I've tried some additional experiments with kmeans and I finally got it
worked as I expected. In fact, the number of partition is critical. I had a
data set of 240000x784 with 12 partitions. In this case the kmeans
algorithm took a very long time (about hours to converge). When I change
the partition into 32, the same kmeans ( runs = 10, k = 10, iterations =
300, init = kmeans|| ) converges in 4 min with 8 cores !!!!
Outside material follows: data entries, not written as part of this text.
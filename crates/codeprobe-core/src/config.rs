//! Configuration loading and defaults.

use std::path::Path;

use serde::{Deserialize, Serialize};

/// Top-level codeprobe configuration.
#[derive(Debug, Clone, Default, Serialize, Deserialize)]
pub struct Config {
    #[serde(skip_serializing_if = "Option::is_none")]
    pub inspector: Option<InspectorConfig>,
}

/// Browser-driven inspector configuration.
#[derive(Debug, Clone, Serialize, Deserialize)]
pub struct InspectorConfig {
    /// Path to Chrome/Chromium binary (auto-detected if omitted).
    #[serde(skip_serializing_if = "Option::is_none")]
    pub chrome_path: Option<String>,

    /// Run in headless mode (default: true).
    #[serde(default = "default_true")]
    pub headless: bool,

    /// Page navigation timeout in ms (default: 15000).
    #[serde(default = "default_nav_timeout")]
    pub timeout_ms: u64,

    /// How long to keep the page open after navigation so deferred
    /// script errors can surface, in ms (default: 2000).
    #[serde(default = "default_quiet_wait")]
    pub quiet_wait_ms: u64,
}

impl Default for InspectorConfig {
    fn default() -> Self {
        Self {
            chrome_path: None,
            headless: true,
            timeout_ms: default_nav_timeout(),
            quiet_wait_ms: default_quiet_wait(),
        }
    }
}

fn default_true() -> bool {
    true
}

fn default_nav_timeout() -> u64 {
    15_000
}

fn default_quiet_wait() -> u64 {
    2_000
}

impl Config {
    /// Load config from a JSON file. A missing file yields the defaults.
    pub fn load(path: &Path) -> crate::error::Result<Self> {
        if !path.exists() {
            return Ok(Self::default());
        }

        let raw = std::fs::read_to_string(path).map_err(crate::error::CodeprobeError::Io)?;

        let config: Config = serde_json::from_str(&raw)
            .map_err(|e| crate::error::CodeprobeError::Config(e.to_string()))?;

        Ok(config)
    }

    /// Inspector settings, falling back to defaults when absent.
    pub fn inspector(&self) -> InspectorConfig {
        self.inspector.clone().unwrap_or_default()
    }
}

#[cfg(test)]
mod tests {
    use super::*;

    #[test]
    fn test_load_missing_file_defaults() {
        let dir = tempfile::tempdir().unwrap();
        let config = Config::load(&dir.path().join("nope.json")).unwrap();
        let inspector = config.inspector();
        assert!(inspector.headless);
        assert_eq!(inspector.timeout_ms, 15_000);
        assert_eq!(inspector.quiet_wait_ms, 2_000);
    }

    #[test]
    fn test_load_partial_config() {
        let dir = tempfile::tempdir().unwrap();
        let path = dir.path().join("config.json");
        std::fs::write(&path, r#"{"inspector": {"timeout_ms": 5000}}"#).unwrap();

        let config = Config::load(&path).unwrap();
        let inspector = config.inspector();
        assert_eq!(inspector.timeout_ms, 5000);
        assert!(inspector.headless);
    }

    #[test]
    fn test_load_malformed_config() {
        let dir = tempfile::tempdir().unwrap();
        let path = dir.path().join("config.json");
        std::fs::write(&path, "{not json").unwrap();

        assert!(Config::load(&path).is_err());
    }
}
As a comparison, the same problem solve with python scikit-learn takes 21
min on a single core.  So spark wins :)

As conclusion, setting the number of partition correctly is essential. Is
there a rule of thumb for that ?

On Mon, Dec 15, 2014 at 8:55 PM, Xiangrui Meng <men...@gmail.com> wrote:
>
> Please check the number of partitions after sc.textFile. Use
> sc.textFile('...', 8) to have at least 8 partitions. -Xiangrui
>
> On Tue, Dec 9, 2014 at 4:58 AM, DB Tsai <dbt...@dbtsai.com> wrote:
> > You just need to use the latest master code without any configuration
> > to get performance improvement from my PR.
> >
> > Sincerely,
> >
> > DB Tsai
> > -------------------------------------------------------
> > My Blog: https://www.dbtsai.com
> > LinkedIn: https://www.linkedin.com/in/dbtsai
> >
> >
> > On Mon, Dec 8, 2014 at 7:53 AM, Jaonary Rabarisoa <jaon...@gmail.com>
> wrote:
> >> After some investigation, I learned that I can't compare kmeans in mllib
> >> with another kmeans implementation directly. The kmeans|| initialization
> >> step takes more time than the algorithm implemented in julia for
> example.
> >> There is also the ability to run multiple runs of kmeans algorithm in
> mllib
> >> even by default the number of runs is 1.
> >>
> >> DB Tsai can you please tell me the configuration you took for the
> >> improvement you mention in your pull request. I'd like to run the same
> >> benchmark on mnist8m on my computer.
> >>
> >>
> >> Cheers;
> >>
> >>
> >>
> >> On Fri, Dec 5, 2014 at 10:34 PM, DB Tsai <dbt...@dbtsai.com> wrote:
> >>>
> >>> Also, are you using the latest master in this experiment? A PR merged
> >>> into the master couple days ago will spend up the k-means three times.
> >>> See
> >>>
> >>>
> >>>
> https://github.com/apache/spark/commit/7fc49ed91168999d24ae7b4cc46fbb4ec87febc1
> >>>
> >>> Sincerely,
> >>>
> >>> DB Tsai
> >>> -------------------------------------------------------
> >>> My Blog: https://www.dbtsai.com
> >>> LinkedIn: https://www.linkedin.com/in/dbtsai
> >>>
> >>>
> >>> On Fri, Dec 5, 2014 at 9:36 AM, Jaonary Rabarisoa <jaon...@gmail.com>
> >>> wrote:
> >>> > The code is really simple :
> >>> >
> >>> > object TestKMeans {
> >>> >
> >>> >   def main(args: Array[String]) {
> >>> >
> >>> >     val conf = new SparkConf()
> >>> >       .setAppName("Test KMeans")
> >>> >       .setMaster("local[8]")
> >>> >       .set("spark.executor.memory", "8g")
> >>> >
> >>> >     val sc = new SparkContext(conf)
> >>> >
> >>> >     val numClusters = 500;
> >>> >     val numIterations = 2;
> >>> >
> >>> >
> >>> >     val data = sc.textFile("sample.csv").map(x =>
> >>> > Vectors.dense(x.split(',').map(_.toDouble)))
> >>> >     data.cache()
> >>> >
> >>> >
> >>> >     val clusters = KMeans.train(data, numClusters, numIterations)
> >>> >
> >>> >     println(clusters.clusterCenters.size)
> >>> >
> >>> >     val wssse = clusters.computeCost(data)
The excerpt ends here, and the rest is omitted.